use std::fmt::{self, Display};

use crate::Span;

use super::ast::{ExpressionType, NodeId};

#[derive(Debug, Clone, PartialEq)]
pub enum Expression {
    Literal(LiteralExpr),
    Reference(VariableReference),
    Operation(Operation),
}

impl Expression {
    pub fn id(&self) -> NodeId {
        match self {
            Expression::Literal(literal) => literal.id,
            Expression::Reference(reference) => reference.id,
            Expression::Operation(operation) => operation.id,
        }
    }

    pub fn get_span(&self) -> &Span {
        match self {
            Expression::Literal(literal) => &literal.span,
            Expression::Reference(reference) => &reference.span,
            Expression::Operation(operation) => &operation.span,
        }
    }

    /// The literal this expression already is, if it needs no folding.
    pub fn as_literal(&self) -> Option<&Literal> {
        match self {
            Expression::Literal(literal) => Some(&literal.value),
            _ => None,
        }
    }
}

#[derive(Debug, Clone, PartialEq)]
pub struct LiteralExpr {
    pub id: NodeId,
    pub value: Literal,
    pub span: Span,
}

/// A concrete value. Numbers are whole; `Pixel(10)` is `10px`.
#[derive(Debug, Clone, PartialEq, Eq)]
pub enum Literal {
    /// Kept exactly as written, e.g. `#ff0000`.
    Color(String),
    Pixel(i64),
    Percentage(i64),
    Scalar(i64),
    Bool(bool),
}

impl Literal {
    pub fn get_type(&self) -> ExpressionType {
        match self {
            Literal::Color(_) => ExpressionType::Color,
            Literal::Pixel(_) => ExpressionType::Pixel,
            Literal::Percentage(_) => ExpressionType::Percentage,
            Literal::Scalar(_) => ExpressionType::Scalar,
            Literal::Bool(_) => ExpressionType::Bool,
        }
    }
}

impl Display for Literal {
    fn fmt(&self, f: &mut fmt::Formatter<'_>) -> fmt::Result {
        match self {
            Literal::Color(value) => write!(f, "{}", value),
            Literal::Pixel(value) => write!(f, "{}px", value),
            Literal::Percentage(value) => write!(f, "{}%", value),
            Literal::Scalar(value) => write!(f, "{}", value),
            Literal::Bool(value) => write!(f, "{}", value),
        }
    }
}

#[derive(Debug, Clone, PartialEq)]
pub struct VariableReference {
    pub id: NodeId,
    pub name: String,
    pub span: Span,
}

#[derive(Debug, Clone, Copy, PartialEq, Eq)]
pub enum Operator {
    Add,
    Subtract,
    Multiply,
}

impl Display for Operator {
    fn fmt(&self, f: &mut fmt::Formatter<'_>) -> fmt::Result {
        match self {
            Operator::Add => write!(f, "+"),
            Operator::Subtract => write!(f, "-"),
            Operator::Multiply => write!(f, "*"),
        }
    }
}

#[derive(Debug, Clone, PartialEq)]
pub struct Operation {
    pub id: NodeId,
    pub operator: Operator,
    pub left: Box<Expression>,
    pub right: Box<Expression>,
    pub span: Span,
}
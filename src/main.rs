use std::{fs, path::PathBuf, process::ExitCode};

use anyhow::Context as _;
use clap::Parser;
use icss::{compile, display_error, parse_source, type_checker::type_checker::check, CompileFailure};
use tracing_subscriber::EnvFilter;

#[derive(Parser, Debug)]
#[command(name = "icss", version, about = "Compile ICSS stylesheets to CSS")]
struct Cli {
    /// Input ICSS file.
    input: PathBuf,

    /// Write the CSS here instead of stdout.
    #[arg(long)]
    out: Option<PathBuf>,

    /// Only parse and check the input, without producing CSS.
    #[arg(long)]
    check: bool,
}

fn main() -> anyhow::Result<ExitCode> {
    tracing_subscriber::fmt()
        .with_env_filter(EnvFilter::from_default_env())
        .with_writer(std::io::stderr)
        .init();

    let cli = Cli::parse();

    let source = fs::read_to_string(&cli.input)
        .with_context(|| format!("read input '{}'", cli.input.display()))?;
    let file_name = cli
        .input
        .file_name()
        .map(|name| name.to_string_lossy().into_owned())
        .unwrap_or_else(|| cli.input.display().to_string());

    if cli.check {
        return Ok(run_check(&source, &file_name));
    }

    let css = match compile(&source, &file_name) {
        Ok(css) => css,
        Err(failure) => {
            report(&failure, &source);
            return Ok(ExitCode::FAILURE);
        }
    };

    match &cli.out {
        Some(path) => {
            if let Some(parent) = path.parent().filter(|parent| !parent.as_os_str().is_empty()) {
                fs::create_dir_all(parent)
                    .with_context(|| format!("create output dir '{}'", parent.display()))?;
            }
            fs::write(path, css).with_context(|| format!("write css '{}'", path.display()))?;
            eprintln!("wrote {}", path.display());
        }
        None => print!("{}", css),
    }

    Ok(ExitCode::SUCCESS)
}

fn run_check(source: &str, file_name: &str) -> ExitCode {
    let stylesheet = match parse_source(source, file_name) {
        Ok(stylesheet) => stylesheet,
        Err(error) => {
            report(&CompileFailure::Error(error), source);
            return ExitCode::FAILURE;
        }
    };

    let diagnostics = check(&stylesheet);
    if diagnostics.is_empty() {
        eprintln!("{}: ok", file_name);
        return ExitCode::SUCCESS;
    }

    report(&CompileFailure::Diagnostics(diagnostics), source);
    ExitCode::FAILURE
}

fn report(failure: &CompileFailure, source: &str) {
    for error in failure.errors() {
        if error.is_fault() {
            eprintln!("internal compiler error, please report this input");
        }
        eprintln!("{}", display_error(error, source));
    }
    eprintln!("{}", failure);
}
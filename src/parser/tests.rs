//! Unit tests for the parser module.

use std::rc::Rc;

use super::parser::parse;
use crate::{
    ast::{
        ast::{BodyItem, Selector, Stylesheet, TopLevel},
        expressions::{Expression, Literal, Operator},
    },
    errors::errors::{Error, ErrorImpl},
    lexer::lexer::tokenize,
};

fn parse_str(source: &str) -> Result<Stylesheet, Error> {
    let tokens = tokenize(source, Some("test.icss".to_string())).unwrap();
    let (_, result) = parse(tokens, Rc::new("test.icss".to_string()));
    result
}

fn only_rule(stylesheet: &Stylesheet) -> &crate::ast::ast::Stylerule {
    stylesheet.rules().next().expect("a stylerule")
}

#[test]
fn test_parse_empty_stylesheet() {
    let stylesheet = parse_str("").unwrap();
    assert!(stylesheet.members.is_empty());
}

#[test]
fn test_parse_top_level_assignment() {
    let stylesheet = parse_str("LinkColor := #ff0000;").unwrap();

    match &stylesheet.members[0] {
        TopLevel::Assignment(assignment) => {
            assert_eq!(assignment.name, "LinkColor");
            assert_eq!(
                assignment.value.as_literal(),
                Some(&Literal::Color("#ff0000".to_string()))
            );
        }
        other => panic!("expected assignment, got {:?}", other),
    }
}

#[test]
fn test_parse_selectors() {
    let stylesheet = parse_str("p, .menu, #main, #abcdef { }").unwrap();
    let rule = only_rule(&stylesheet);

    assert_eq!(
        rule.selectors,
        vec![
            Selector::Tag("p".to_string()),
            Selector::Class("menu".to_string()),
            Selector::Id("main".to_string()),
            Selector::Id("abcdef".to_string()),
        ]
    );
    assert!(rule.body.is_empty());
}

#[test]
fn test_parse_declarations_and_literals() {
    let stylesheet =
        parse_str("p { width: 10px; height: 50%; opacity: 3; color: #00ff00; visible: TRUE; }")
            .unwrap();
    let rule = only_rule(&stylesheet);

    let values: Vec<(String, Literal)> = rule
        .body
        .iter()
        .map(|item| match item {
            BodyItem::Declaration(declaration) => (
                declaration.property.clone(),
                declaration.value.as_literal().unwrap().clone(),
            ),
            other => panic!("expected declaration, got {:?}", other),
        })
        .collect();

    assert_eq!(
        values,
        vec![
            ("width".to_string(), Literal::Pixel(10)),
            ("height".to_string(), Literal::Percentage(50)),
            ("opacity".to_string(), Literal::Scalar(3)),
            ("color".to_string(), Literal::Color("#00ff00".to_string())),
            ("visible".to_string(), Literal::Bool(true)),
        ]
    );
}

#[test]
fn test_multiplication_binds_tighter_than_addition() {
    let stylesheet = parse_str("p { width: 10px + 2 * 5px; }").unwrap();
    let BodyItem::Declaration(declaration) = &only_rule(&stylesheet).body[0] else {
        panic!("expected declaration");
    };

    let Expression::Operation(add) = &declaration.value else {
        panic!("expected operation");
    };
    assert_eq!(add.operator, Operator::Add);
    assert_eq!(add.left.as_literal(), Some(&Literal::Pixel(10)));

    let Expression::Operation(multiply) = add.right.as_ref() else {
        panic!("expected nested multiplication");
    };
    assert_eq!(multiply.operator, Operator::Multiply);
}

#[test]
fn test_subtraction_is_left_associative() {
    let stylesheet = parse_str("p { width: 10px - 3px - 2px; }").unwrap();
    let BodyItem::Declaration(declaration) = &only_rule(&stylesheet).body[0] else {
        panic!("expected declaration");
    };

    let Expression::Operation(outer) = &declaration.value else {
        panic!("expected operation");
    };
    assert_eq!(outer.right.as_literal(), Some(&Literal::Pixel(2)));
    assert!(matches!(outer.left.as_ref(), Expression::Operation(_)));
}

#[test]
fn test_parentheses_group() {
    let stylesheet = parse_str("p { width: (10px + 2px) * 3; }").unwrap();
    let BodyItem::Declaration(declaration) = &only_rule(&stylesheet).body[0] else {
        panic!("expected declaration");
    };

    let Expression::Operation(multiply) = &declaration.value else {
        panic!("expected operation");
    };
    assert_eq!(multiply.operator, Operator::Multiply);
    assert!(matches!(multiply.left.as_ref(), Expression::Operation(_)));
}

#[test]
fn test_parse_if_else_with_brackets() {
    let source = "p { if [AdjustColor] { color: #124532; } else { color: #000000; } }";
    let stylesheet = parse_str(source).unwrap();

    let BodyItem::If(clause) = &only_rule(&stylesheet).body[0] else {
        panic!("expected if-clause");
    };
    assert!(matches!(&clause.condition, Expression::Reference(reference) if reference.name == "AdjustColor"));
    assert_eq!(clause.body.len(), 1);
    assert_eq!(clause.else_clause.as_ref().unwrap().body.len(), 1);
}

#[test]
fn test_parse_if_with_parentheses_and_nesting() {
    let source = "p { if (true) { X := 3; if [FALSE] { width: 1px; } } }";
    let stylesheet = parse_str(source).unwrap();

    let BodyItem::If(clause) = &only_rule(&stylesheet).body[0] else {
        panic!("expected if-clause");
    };
    assert_eq!(clause.condition.as_literal(), Some(&Literal::Bool(true)));
    assert!(clause.else_clause.is_none());
    assert!(matches!(clause.body[0], BodyItem::Assignment(_)));
    assert!(matches!(clause.body[1], BodyItem::If(_)));
}

#[test]
fn test_node_ids_are_unique() {
    let stylesheet = parse_str("A := 1; p { width: A * 2px; if [TRUE] { height: 3px; } }").unwrap();
    let mut ids = vec![];

    for member in &stylesheet.members {
        match member {
            TopLevel::Assignment(assignment) => {
                ids.push(assignment.id);
                ids.push(assignment.value.id());
            }
            TopLevel::Rule(rule) => {
                ids.push(rule.id);
                for item in &rule.body {
                    match item {
                        BodyItem::Declaration(declaration) => {
                            ids.push(declaration.id);
                            ids.push(declaration.value.id());
                        }
                        BodyItem::If(clause) => {
                            ids.push(clause.id);
                            ids.push(clause.condition.id());
                        }
                        BodyItem::Assignment(assignment) => ids.push(assignment.id),
                    }
                }
            }
        }
    }

    let mut deduped = ids.clone();
    deduped.sort();
    deduped.dedup();
    assert_eq!(deduped.len(), ids.len());
}

#[test]
fn test_missing_semicolon_is_an_error() {
    let error = parse_str("p { width: 10px height: 5px; }").unwrap_err();
    assert_eq!(
        error.get_impl(),
        &ErrorImpl::UnexpectedToken {
            token: "height".to_string()
        }
    );
    assert_eq!(error.get_position().0, 16);

    let error = parse_str("p { width: 2 * 10px (3); }").unwrap_err();
    assert_eq!(
        error.get_impl(),
        &ErrorImpl::UnexpectedToken {
            token: "(".to_string()
        }
    );
}

#[test]
fn test_unclosed_block_is_an_error() {
    let error = parse_str("p { width: 10px;").unwrap_err();
    assert_eq!(error.get_error_name(), "UnexpectedToken");
}

#[test]
fn test_if_without_condition_delimiter_is_an_error() {
    let error = parse_str("p { if TRUE { width: 1px; } }").unwrap_err();
    assert_eq!(error.get_error_name(), "UnexpectedTokenDetailed");
}

#[test]
fn test_number_too_large() {
    let error = parse_str("p { width: 99999999999999999999px; }").unwrap_err();
    assert_eq!(error.get_error_name(), "NumberParseError");
}

#[test]
fn test_stylerule_spans_cover_the_rule() {
    let stylesheet = parse_str("  p { width: 1px; }").unwrap();
    let rule = only_rule(&stylesheet);

    assert_eq!(rule.span.start.0, 2);
    assert_eq!(rule.span.end.0, 19);
}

######

Goal of the exercise> State the number of lines above that include "push", and nothing further.

Solution> 8